Work required
Report only the number of lines that contain the string "used" in the records below.

Stored items
=======
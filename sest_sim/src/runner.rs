//! Scenario runner - executes fault scenarios against the demo services.

use crate::fault::{Fault, FaultOptions, DEFAULT_BLACKOUT_DURATION, DEFAULT_LATENCY};
use crate::scenarios::ScenarioId;
use crate::services::{demo_machines, SERVICE_A, SERVICE_B, SERVICE_C};
use crate::world::{SimConfig, SimWorld};

use sest_core::EventHandle;
use sest_env::{EventRequest, SestError, VirtualTime};
use serde::Serialize;
use serde_json::{json, Value};
use thiserror::Error;
use tracing::{debug, info, warn};

/// Why a scenario run failed.
#[derive(Debug, Error)]
pub enum ScenarioFailure {
    /// The harness rejected an operation
    #[error("harness error: {0}")]
    Harness(#[from] SestError),

    /// An observed state did not match expectations
    #[error("{0}")]
    Expectation(String),
}

/// Results from running a scenario.
#[derive(Debug, Clone)]
pub struct ScenarioResult {
    /// Scenario that was run
    pub scenario: ScenarioId,

    /// Seed used
    pub seed: u64,

    /// Whether scenario passed all assertions
    pub passed: bool,

    /// Virtual time when the scenario ended
    pub final_time: VirtualTime,

    /// Failure message if any
    pub failure_reason: Option<String>,

    /// Metrics collected during run
    pub metrics: ScenarioMetrics,
}

/// Metrics collected during scenario execution.
#[derive(Debug, Clone, Default, PartialEq, Eq, Serialize)]
pub struct ScenarioMetrics {
    /// Events handed to the synchronizer
    pub events_sent: u64,

    /// Events whose transition was applied
    pub events_resolved: u64,

    /// Events that never resolved
    pub events_lost: u64,
}

/// Handles sent during one run, summarized into metrics at the end.
#[derive(Default)]
struct Tally {
    handles: Vec<EventHandle>,
}

impl Tally {
    fn track(&mut self, handle: EventHandle) -> &mut EventHandle {
        self.handles.push(handle);
        let last = self.handles.len() - 1;
        &mut self.handles[last]
    }

    fn track_all(&mut self, handles: Vec<EventHandle>) {
        self.handles.extend(handles);
    }

    fn metrics(&mut self) -> ScenarioMetrics {
        let sent = self.handles.len() as u64;
        let resolved = self
            .handles
            .iter_mut()
            .map(|handle| handle.is_resolved())
            .filter(|resolved| *resolved)
            .count() as u64;

        ScenarioMetrics {
            events_sent: sent,
            events_resolved: resolved,
            events_lost: sent - resolved,
        }
    }
}

/// Fewest send attempts that make the message loss band check meaningful.
pub const MIN_LOSS_ATTEMPTS: usize = 32;

/// Runs fault scenarios.
pub struct ScenarioRunner {
    /// Configuration seed
    seed: u64,

    /// Send attempts in the message loss scenario
    loss_attempts: usize,
}

impl ScenarioRunner {
    /// Creates a new scenario runner.
    pub fn new(seed: u64) -> Self {
        Self {
            seed,
            loss_attempts: 64,
        }
    }

    /// Sets the number of send attempts used by the message loss scenario.
    ///
    /// Values below [`MIN_LOSS_ATTEMPTS`] are raised to it.
    pub fn with_loss_attempts(mut self, attempts: usize) -> Self {
        self.loss_attempts = attempts.max(MIN_LOSS_ATTEMPTS);
        self
    }

    /// Runs every scenario in order.
    pub fn run_all(&self) -> Vec<ScenarioResult> {
        ScenarioId::all()
            .into_iter()
            .map(|scenario| self.run(scenario))
            .collect()
    }

    /// Runs a scenario and returns the result.
    pub fn run(&self, scenario: ScenarioId) -> ScenarioResult {
        info!("Starting scenario: {} (seed={})", scenario.name(), self.seed);

        let world = SimWorld::new(demo_machines(), self.config_for(scenario));
        let mut tally = Tally::default();

        let outcome = match scenario {
            ScenarioId::BasicFlow => self.run_basic_flow(&world, &mut tally),
            ScenarioId::TemporaryBlackout => self.run_temporary_blackout(&world, &mut tally),
            ScenarioId::PermanentBlackout => self.run_permanent_blackout(&world, &mut tally),
            ScenarioId::MessageLoss => self.run_message_loss(&world, &mut tally),
            ScenarioId::PriorityOrdering => self.run_priority_ordering(&world, &mut tally),
            ScenarioId::DeferredDelivery => self.run_deferred_delivery(&world, &mut tally),
            ScenarioId::ParallelDelivery => self.run_parallel_delivery(&world, &mut tally),
            ScenarioId::Latency => self.run_latency(&world, &mut tally),
        };

        let metrics = tally.metrics();
        let failure_reason = outcome.err().map(|failure| {
            warn!("{} failed: {}", scenario.code(), failure);
            failure.to_string()
        });

        ScenarioResult {
            scenario,
            seed: self.seed,
            passed: failure_reason.is_none(),
            final_time: world.time(),
            failure_reason,
            metrics,
        }
    }

    fn config_for(&self, scenario: ScenarioId) -> SimConfig {
        let mut config = SimConfig {
            seed: self.seed,
            ..Default::default()
        };
        if scenario == ScenarioId::PriorityOrdering {
            config.max_events_per_drain = Some(1);
        }
        config
    }

    /// SEST-001: BasicFlow - payloads become the new state data.
    fn run_basic_flow(&self, world: &SimWorld, tally: &mut Tally) -> Result<(), ScenarioFailure> {
        tally.track(world.send_event(SERVICE_A, "start", json!({"x": 1}))?);
        expect_state(world, SERVICE_A, "processing", &json!({"x": 1}))?;

        tally.track(world.send_event(SERVICE_A, "finish", json!({"x": 2}))?);
        expect_state(world, SERVICE_A, "completed", &json!({"x": 2}))
    }

    /// SEST-002: TemporaryBlackout - drops stop once time reaches the duration.
    fn run_temporary_blackout(
        &self,
        world: &SimWorld,
        tally: &mut Tally,
    ) -> Result<(), ScenarioFailure> {
        world.inject(
            SERVICE_A,
            Fault::TemporaryFailure {
                duration: DEFAULT_BLACKOUT_DURATION,
            },
        )?;

        let dropped = tally.track(world.send_event(SERVICE_A, "start", Value::Null)?);
        ensure(!dropped.is_resolved(), || {
            "event resolved during blackout".to_string()
        })?;
        expect_status(world, SERVICE_A, "idle")?;

        world.advance_time(DEFAULT_BLACKOUT_DURATION - 1);
        tally.track(world.send_event(SERVICE_A, "start", Value::Null)?);
        expect_status(world, SERVICE_A, "idle")?;

        world.advance_time(1);
        let resent = tally.track(world.send_event(SERVICE_A, "start", Value::Null)?);
        ensure(resent.is_resolved(), || {
            "resend after blackout did not resolve".to_string()
        })?;
        expect_status(world, SERVICE_A, "processing")
    }

    /// SEST-003: PermanentBlackout - no time advance or reset lifts it.
    fn run_permanent_blackout(
        &self,
        world: &SimWorld,
        tally: &mut Tally,
    ) -> Result<(), ScenarioFailure> {
        world.inject_named(SERVICE_C, "permanentFailure", &FaultOptions::default())?;

        for round in 0..3 {
            tally.track(world.send_event(SERVICE_C, "initialize", Value::Null)?);
            expect_status(world, SERVICE_C, "idle")?;
            debug!(round, "serviceC still idle");

            world.advance_time(10_000);
            world.reset();
        }

        // Other services are untouched.
        tally.track(world.send_event(SERVICE_A, "start", Value::Null)?);
        expect_status(world, SERVICE_A, "processing")
    }

    /// SEST-004: MessageLoss - roughly half the sends are lost.
    fn run_message_loss(&self, world: &SimWorld, tally: &mut Tally) -> Result<(), ScenarioFailure> {
        world.inject_named(
            SERVICE_B,
            "messageLoss",
            &FaultOptions::default().with_loss_percentage(50.0),
        )?;

        let mut lost = 0;
        for _ in 0..self.loss_attempts {
            world.reset();
            let handle = tally.track(world.send_event(SERVICE_B, "request", Value::Null)?);
            let delivered = handle.is_resolved();
            let status = world.get_state(SERVICE_B)?.status;

            ensure(delivered == (status == "waiting"), || {
                format!("handle resolved={} but serviceB is {}", delivered, status)
            })?;
            if !delivered {
                lost += 1;
            }
        }

        let rate = lost as f64 / self.loss_attempts as f64;
        info!(
            "✓ MessageLoss complete: {:.1}% lost ({}/{})",
            rate * 100.0,
            lost,
            self.loss_attempts
        );

        ensure((0.25..=0.75).contains(&rate), || {
            format!("Unexpected loss rate: {:.1}%", rate * 100.0)
        })
    }

    /// SEST-005: PriorityOrdering - one event per drain, lowest value first.
    fn run_priority_ordering(
        &self,
        world: &SimWorld,
        tally: &mut Tally,
    ) -> Result<(), ScenarioFailure> {
        tally.track_all(world.send_batch([
            EventRequest::new(SERVICE_A, "start", Value::Null).with_priority(2),
            EventRequest::new(SERVICE_B, "request", Value::Null).with_priority(1),
            EventRequest::new(SERVICE_C, "initialize", Value::Null).with_priority(3),
        ])?);

        expect_status(world, SERVICE_B, "waiting")?;
        expect_status(world, SERVICE_A, "idle")?;
        expect_status(world, SERVICE_C, "idle")?;

        world.process_pending()?;
        expect_status(world, SERVICE_A, "processing")?;
        expect_status(world, SERVICE_C, "idle")?;

        world.process_pending()?;
        expect_status(world, SERVICE_C, "running")?;

        let leftover = world.process_pending()?;
        ensure(leftover == 0, || format!("{} events left queued", leftover))
    }

    /// SEST-006: DeferredDelivery - scheduled transitions fire on advance.
    fn run_deferred_delivery(
        &self,
        world: &SimWorld,
        tally: &mut Tally,
    ) -> Result<(), ScenarioFailure> {
        tally.track(world.send(
            EventRequest::new(SERVICE_A, "start", json!({"at": 500})).scheduled_at(500),
        )?);
        tally.track(world.send(
            EventRequest::new(SERVICE_B, "request", json!({"at": 1000})).scheduled_at(1000),
        )?);

        expect_status(world, SERVICE_A, "idle")?;
        expect_status(world, SERVICE_B, "idle")?;

        world.advance_time(499);
        expect_status(world, SERVICE_A, "idle")?;

        world.advance_time(1);
        expect_state(world, SERVICE_A, "processing", &json!({"at": 500}))?;
        expect_status(world, SERVICE_B, "idle")?;

        world.advance_time(500);
        expect_state(world, SERVICE_B, "waiting", &json!({"at": 1000}))
    }

    /// SEST-007: ParallelDelivery - a batch touches every service.
    fn run_parallel_delivery(
        &self,
        world: &SimWorld,
        tally: &mut Tally,
    ) -> Result<(), ScenarioFailure> {
        tally.track_all(world.send_batch([
            EventRequest::new(SERVICE_A, "start", Value::Null),
            EventRequest::new(SERVICE_B, "request", Value::Null),
            EventRequest::new(SERVICE_C, "initialize", Value::Null),
        ])?);

        expect_status(world, SERVICE_A, "processing")?;
        expect_status(world, SERVICE_B, "waiting")?;
        expect_status(world, SERVICE_C, "running")
    }

    /// SEST-008: Latency - the response lands after the configured delay.
    fn run_latency(&self, world: &SimWorld, tally: &mut Tally) -> Result<(), ScenarioFailure> {
        tally.track(world.send_event(SERVICE_B, "request", Value::Null)?);
        expect_status(world, SERVICE_B, "waiting")?;

        world.inject_named(SERVICE_B, "latency", &FaultOptions::default())?;
        let delayed = tally.track(world.send_event(SERVICE_B, "response", Value::Null)?);
        ensure(!delayed.is_resolved(), || {
            "delayed event resolved immediately".to_string()
        })?;

        world.advance_time(DEFAULT_LATENCY - 1);
        expect_status(world, SERVICE_B, "waiting")?;

        world.advance_time(1);
        expect_status(world, SERVICE_B, "completed")
    }
}

/// Summarizes results as JSON for CI parsing.
pub fn results_json(results: &[ScenarioResult]) -> Value {
    let failed = results.iter().filter(|r| !r.passed).count();

    json!({
        "total": results.len(),
        "passed": results.len() - failed,
        "failed": failed,
        "results": results.iter().map(|r| {
            json!({
                "scenario": r.scenario.name(),
                "code": r.scenario.code(),
                "seed": r.seed,
                "passed": r.passed,
                "final_time": r.final_time,
                "failure_reason": r.failure_reason,
                "metrics": r.metrics,
            })
        }).collect::<Vec<_>>(),
    })
}

fn ensure(condition: bool, message: impl FnOnce() -> String) -> Result<(), ScenarioFailure> {
    if condition {
        Ok(())
    } else {
        Err(ScenarioFailure::Expectation(message()))
    }
}

fn expect_status(world: &SimWorld, service: &str, status: &str) -> Result<(), ScenarioFailure> {
    let actual = world.get_state(service)?;
    ensure(actual.status == status, || {
        format!("{} is {}, expected {}", service, actual.status, status)
    })
}

fn expect_state(
    world: &SimWorld,
    service: &str,
    status: &str,
    data: &Value,
) -> Result<(), ScenarioFailure> {
    expect_status(world, service, status)?;
    let actual = world.get_state(service)?;
    ensure(&actual.data == data, || {
        format!("{} data is {}, expected {}", service, actual.data, data)
    })
}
=======
Result for this task
2